Now with that said, you need to understand that there is a distinction between a license and an operating system environment (OSE.)  Windows licenses are always "assigned" to a machine. OSEs are the actively running operating systems, either on bare metal or in a VM. There is no such thing as a "guest" license

So for your first question, you are correct. To run 8 VMs on a single node, that node would need 4 licenses. If you wanted three nodes with 8 VMs each, you'd need 12 licenses. And you wouldn't be able to readily move around VMs because the moment you moved a VM to another node, it'd have 9 VMs, which exceeds the 8 allowed by the three licenses assigned to that physical machine.

The rules in 2008 R2 are the same.

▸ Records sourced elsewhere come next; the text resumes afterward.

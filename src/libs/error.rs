//! Error taxonomy for the data management layer.
//!
//! Every orchestrator operation returns [`DataResult`]. Errors are surfaced to
//! the caller unmodified; the only local recovery lives in
//! [`crate::libs::resource`], where presentation failures degrade to the raw
//! record.

use std::collections::BTreeMap;
use std::fmt;
use thiserror::Error;

pub type DataResult<T> = Result<T, DataError>;

/// Field-level validation messages keyed by field name.
#[derive(Debug, Clone, Default, PartialEq, Eq)]
pub struct FieldErrors(BTreeMap<String, Vec<String>>);

impl FieldErrors {
    pub fn new() -> Self {
        Self::default()
    }

    pub fn add(&mut self, field: impl Into<String>, message: impl Into<String>) {
        self.0.entry(field.into()).or_default().push(message.into());
    }

    pub fn is_empty(&self) -> bool {
        self.0.is_empty()
    }

    pub fn get(&self, field: &str) -> Option<&[String]> {
        self.0.get(field).map(Vec::as_slice)
    }

    pub fn fields(&self) -> impl Iterator<Item = &str> {
        self.0.keys().map(String::as_str)
    }

    pub fn extend(&mut self, other: FieldErrors) {
        for (field, messages) in other.0 {
            self.0.entry(field).or_default().extend(messages);
        }
    }

    /// Converts collected messages into a validation error, or `Ok` when empty.
    pub fn into_result(self, entity: &str) -> DataResult<()> {
        if self.is_empty() {
            Ok(())
        } else {
            Err(DataError::Validation {
                entity: entity.to_string(),
                errors: self,
            })
        }
    }
}

impl fmt::Display for FieldErrors {
    fn fmt(&self, f: &mut fmt::Formatter<'_>) -> fmt::Result {
        let parts: Vec<String> = self.0.iter().map(|(field, messages)| format!("{}: {}", field, messages.join(", "))).collect();
        write!(f, "{}", parts.join("; "))
    }
}

/// Storage operation that failed, carried by [`DataError::Storage`].
#[derive(Debug, Clone, Copy, PartialEq, Eq)]
pub enum Operation {
    List,
    Count,
    Show,
    Store,
    Update,
    Delete,
    Restore,
    Transaction,
}

impl fmt::Display for Operation {
    fn fmt(&self, f: &mut fmt::Formatter<'_>) -> fmt::Result {
        let name = match self {
            Operation::List => "list",
            Operation::Count => "count",
            Operation::Show => "show",
            Operation::Store => "store",
            Operation::Update => "update",
            Operation::Delete => "delete",
            Operation::Restore => "restore",
            Operation::Transaction => "transaction",
        };
        f.write_str(name)
    }
}

/// Coarse classification used by callers that map errors to exit codes or
/// response statuses.
#[derive(Debug, Clone, Copy, PartialEq, Eq)]
pub enum ErrorKind {
    NotFound,
    Validation,
    Storage,
    Configuration,
}

#[derive(Debug, Error)]
pub enum DataError {
    #[error("{entity} record not found: {id}")]
    NotFound { entity: String, id: String },

    #[error("invalid {entity} input: {errors}")]
    Validation { entity: String, errors: FieldErrors },

    #[error("{entity} {operation} failed: {source}")]
    Storage {
        entity: String,
        operation: Operation,
        #[source]
        source: rusqlite::Error,
    },

    #[error("entity not found: {0}")]
    UnknownEntity(String),

    #[error("{entity} has no relation named {relation}")]
    UnknownRelation { entity: String, relation: String },

    #[error("configuration error: {0}")]
    Configuration(String),
}

impl DataError {
    pub fn kind(&self) -> ErrorKind {
        match self {
            DataError::NotFound { .. } => ErrorKind::NotFound,
            DataError::Validation { .. } => ErrorKind::Validation,
            DataError::Storage { .. } => ErrorKind::Storage,
            DataError::UnknownEntity(_) | DataError::UnknownRelation { .. } | DataError::Configuration(_) => ErrorKind::Configuration,
        }
    }

    pub fn storage(entity: &str, operation: Operation) -> impl FnOnce(rusqlite::Error) -> DataError + '_ {
        move |source| DataError::Storage {
            entity: entity.to_string(),
            operation,
            source,
        }
    }

    pub fn invalid(entity: &str, field: &str, message: impl Into<String>) -> DataError {
        let mut errors = FieldErrors::new();
        errors.add(field, message);
        DataError::Validation {
            entity: entity.to_string(),
            errors,
        }
    }

    pub fn not_found(entity: &str, id: impl Into<String>) -> DataError {
        DataError::NotFound {
            entity: entity.to_string(),
            id: id.into(),
        }
    }
}

#[cfg(test)]
mod tests {
    use super::*;

    #[test]
    fn field_errors_collect_per_field() {
        let mut errors = FieldErrors::new();
        errors.add("phone", "is required");
        errors.add("phone", "must start with +");
        errors.add("name", "is required");

        assert_eq!(errors.get("phone").map(|m| m.len()), Some(2));
        assert_eq!(errors.to_string(), "name: is required; phone: is required, must start with +");
        assert!(errors.into_result("Phone").is_err());
    }

    #[test]
    fn unknown_entity_is_configuration_class() {
        let err = DataError::UnknownEntity("Invoice".into());
        assert_eq!(err.kind(), ErrorKind::Configuration);
        assert_eq!(err.to_string(), "entity not found: Invoice");
    }
}
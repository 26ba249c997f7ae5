//! Presentation of records.
//!
//! A [`ResourceTransformer`] maps a stored [`Record`] to the JSON shape handed
//! back to callers. The [`Presenter`] runs the transformer and then normalizes
//! audit timestamps into the configured display offset. Presentation never
//! fails a response: a transformer error or an unparseable timestamp is logged
//! and the unnormalized value is returned instead.

use super::record::Record;
use chrono::{DateTime, FixedOffset, SecondsFormat};
use serde_json::Value;
use thiserror::Error;
use tracing::warn;

#[derive(Debug, Error)]
pub enum ResourceError {
    #[error("missing field `{0}`")]
    MissingField(String),
    #[error("cannot present `{field}`: {reason}")]
    Invalid { field: String, reason: String },
}

pub trait ResourceTransformer: Send + Sync {
    fn transform(&self, record: &Record) -> Result<Value, ResourceError>;
}

/// Emits every stored field, props and loaded relations.
pub struct DefaultResource;

impl ResourceTransformer for DefaultResource {
    fn transform(&self, record: &Record) -> Result<Value, ResourceError> {
        Ok(record.to_value())
    }
}

#[derive(Debug, Clone, Copy, Default)]
pub struct Presenter {
    timezone: Option<FixedOffset>,
}

impl Presenter {
    pub fn new(timezone: Option<FixedOffset>) -> Self {
        Self { timezone }
    }

    pub fn timezone(&self) -> Option<FixedOffset> {
        self.timezone
    }

    pub fn present(&self, entity: &str, transformer: &dyn ResourceTransformer, record: &Record) -> Value {
        let value = match transformer.transform(record) {
            Ok(value) => value,
            Err(err) => {
                warn!(entity, id = %record.id, error = %err, "resource transform failed, returning raw record");
                record.to_value()
            }
        };
        self.normalize(entity, value)
    }

    pub fn present_all(&self, entity: &str, transformer: &dyn ResourceTransformer, records: &[Record]) -> Vec<Value> {
        records.iter().map(|record| self.present(entity, transformer, record)).collect()
    }

    fn normalize(&self, entity: &str, value: Value) -> Value {
        let Some(offset) = self.timezone else {
            return value;
        };
        let Value::Object(mut object) = value else {
            return value;
        };

        for (key, field) in object.iter_mut() {
            if !key.ends_with("_at") {
                continue;
            }
            let Value::String(raw) = field else {
                continue;
            };
            let raw = raw.clone();
            match localize(&raw, offset) {
                Ok(local) => *field = Value::String(local),
                Err(reason) => {
                    warn!(entity, field = %key, value = %raw, %reason, "leaving timestamp unnormalized");
                }
            }
        }

        Value::Object(object)
    }
}

fn localize(raw: &str, offset: FixedOffset) -> Result<String, String> {
    DateTime::parse_from_rfc3339(raw)
        .map(|moment| moment.with_timezone(&offset).to_rfc3339_opts(SecondsFormat::Secs, false))
        .map_err(|err| err.to_string())
}

/// Parses `Z`, `UTC`, `+07:00`, `-0530` or `+7` into a fixed offset.
pub fn parse_offset(value: &str) -> Option<FixedOffset> {
    let value = value.trim();
    if value.eq_ignore_ascii_case("z") || value.eq_ignore_ascii_case("utc") {
        return FixedOffset::east_opt(0);
    }

    let (sign, rest) = match *value.as_bytes().first()? {
        b'+' => (1, &value[1..]),
        b'-' => (-1, &value[1..]),
        _ => return None,
    };
    if !rest.is_ascii() {
        return None;
    }
    let (hours, minutes) = match rest.split_once(':') {
        Some((hours, minutes)) => (hours, minutes),
        None if rest.len() == 4 => rest.split_at(2),
        None => (rest, "0"),
    };
    if hours.is_empty() || !hours.chars().all(|c| c.is_ascii_digit()) || !minutes.chars().all(|c| c.is_ascii_digit()) {
        return None;
    }

    let hours: i32 = hours.parse().ok()?;
    let minutes: i32 = minutes.parse().ok()?;
    if hours > 14 || minutes >= 60 {
        return None;
    }
    FixedOffset::east_opt(sign * (hours * 3600 + minutes * 60))
}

Only the number of VMs allowed changes. So each physical machine must have its own licenses assigned, and you must have the number of licenses required to cover the number of VMs on that host. So 8 VMs on a node would require 2 enterprise licenses (4 VMs per license for a total of 8) and for 3 nodes, 8 VMs each, that'd be 6 total licenses, 2 per node. And again, you wouldn't be able to readily move around VMs because you've maxed out your VM count allowed per license.

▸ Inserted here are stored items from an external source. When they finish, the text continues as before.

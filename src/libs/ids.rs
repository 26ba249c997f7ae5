use parking_lot::Mutex;
use std::sync::OnceLock;
use ulid::{Generator, Ulid};

static GENERATOR: OnceLock<Mutex<Generator>> = OnceLock::new();

/// Returns a new record key. Keys generated by this process sort in creation
/// order, including within the same millisecond.
pub fn next_id() -> String {
    let generator = GENERATOR.get_or_init(|| Mutex::new(Generator::new()));
    // Overflow of the random component within one millisecond falls back to a
    // plain ULID.
    let id = generator.lock().generate().unwrap_or_else(|_| Ulid::new());
    id.to_string()
}

#[cfg(test)]
mod tests {
    use super::next_id;

    #[test]
    fn ids_are_monotonic() {
        let ids: Vec<String> = (0..100).map(|_| next_id()).collect();
        let mut sorted = ids.clone();
        sorted.sort();
        assert_eq!(ids, sorted);
        assert_eq!(ids[0].len(), 26);
    }
}
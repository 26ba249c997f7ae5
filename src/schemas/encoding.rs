use crate::libs::error::FieldErrors;
use crate::libs::schema::{Column, InputMode, Schema};
use serde_json::{Map, Value};
use std::sync::Arc;

const COLUMNS: &[Column] = &[Column::text("name").required(), Column::text("label"), Column::boolean("is_default")];

/// Character encodings offered for exported files.
pub struct Encoding;

pub fn factory() -> Arc<dyn Schema> {
    Arc::new(Encoding)
}

impl Schema for Encoding {
    fn name(&self) -> &'static str {
        "Encoding"
    }

    fn table(&self) -> &'static str {
        "encodings"
    }

    fn columns(&self) -> &'static [Column] {
        COLUMNS
    }

    fn prepare_input(&self, input: &mut Map<String, Value>, mode: InputMode) -> FieldErrors {
        let mut errors = FieldErrors::new();
        if let Some(Value::String(name)) = input.get("name") {
            let name = name.trim().to_uppercase();
            if name.is_empty() {
                errors.add("name", "cannot be empty");
            }
            input.insert("name".into(), Value::String(name));
        }
        if mode == InputMode::Create && !input.contains_key("is_default") {
            input.insert("is_default".into(), Value::Bool(false));
        }
        errors
    }
}
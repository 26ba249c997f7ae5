use super::migrations::init_with_migrations;
use crate::libs::config::Config;
use crate::libs::data_storage::DataStorage;
use anyhow::Result;
use rusqlite::Connection;
use std::path::{Path, PathBuf};

pub const DB_FILE_NAME: &str = "datamanage.db";

pub struct Db {
    pub conn: Connection,
}

impl Db {
    /// Opens the configured database, falling back to the data directory,
    /// and applies pending migrations.
    pub fn new() -> Result<Db> {
        Self::open(Self::default_path()?)
    }

    /// Opens the database at `path` and applies pending migrations.
    pub fn open(path: impl AsRef<Path>) -> Result<Db> {
        let mut conn = Connection::open(path)?;
        init_with_migrations(&mut conn)?;
        Ok(Db { conn })
    }

    /// Private in-memory database with the current schema.
    pub fn in_memory() -> Result<Db> {
        let mut conn = Connection::open_in_memory()?;
        init_with_migrations(&mut conn)?;
        Ok(Db { conn })
    }

    /// Opens the default database without touching its schema.
    pub fn new_without_migrations() -> Result<Db> {
        let conn = Connection::open(Self::default_path()?)?;
        Ok(Db { conn })
    }

    pub fn default_path() -> Result<PathBuf> {
        let config = Config::read()?;
        match config.database.and_then(|database| database.path) {
            Some(path) => Ok(PathBuf::from(path)),
            None => DataStorage::new().get_path(DB_FILE_NAME),
        }
    }
}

As for your final question, yes. Since licenses are assigned to a machine, it'd cover 2 2012 R2 VMs, regardless of the hypervisor used. They could be running on an older version of Hyper-v (although for technical compatibility reasons, I'd never recommend it), or virtualbox, or VMWare ESX, or other. The license simply permits two virtual OSEs on that physical machine.

This is where buying Datacenter with its unlimited VMs makes more sense. You can shuffle VMs without worrying about your VM count.
NicoNLAuthor Commented:
Hi Cliff,

Thanks for your reply.

The thing that is not clear to me is do all Hyper-V hosts need licenses to run all Hyper-V VM's available? So if a company owns 2 2012R2 Hyper-V host servers all with 2 CPU sockets, the host server OSE is licenced with 1 2012R2 Std OLP licence, HostSVR1 and HostSVR2. The company is running totally 12 VM's, SVR1, SVR2.... SVR12. They acquire 5 2012R2 Std OLP licences to run these 12 VM's. They are allowed to run these 12 hosts on any of these 2 Hyper-V hosts, 6 on HostSVR1 and 6 on HostSVR2, or 10 on HostSVR1 and 2 on HostSVR2. Or does the company need to acquire 10 2012R2 Std OLP licences to run these 12 VM's, 5 for HostSVR1 and 5 for HostSVR2, every host server needing their own 5 2012R2 Std OLP licences for these VM's?

If a HostSVR3 is added (2 socket CPU, licenced OSE with 1 2012R2 Std OLP licence) to run as replica host, does this HostSVR3 need an additional of 5 2012R2 Std OLP licences to be able to run these 12 VM's, SVR1, SVR2.... SVR12, when HostSVR1 and HostSVR2 are down?
Cliff GaliherCommented:
A license is assigned to a *single* physical machine. Always. So each physical must have the number of license for the VMs it will be running.

A small example, to keep the math simple.

Server A runs VM1 and VM2. That's two VMs, so one standard license.

Server B runs VM3 and VM4. That's two VMs, so one *more* standard license assigned to that machine.

If you move VM3 to server A, Server A now has three VMs. That requires TWO standard licenses assigned to that machine. Server B still has one VM, so it still requires one license. That's three licenses total.

So you have to not only count the number of VMs you'll be running, but also plan on how you'll distribute them and how many may end up on a server if you cluster with failover. This is also true with Hyper-V replica. License to the number of VMs that may end up running on the replica server.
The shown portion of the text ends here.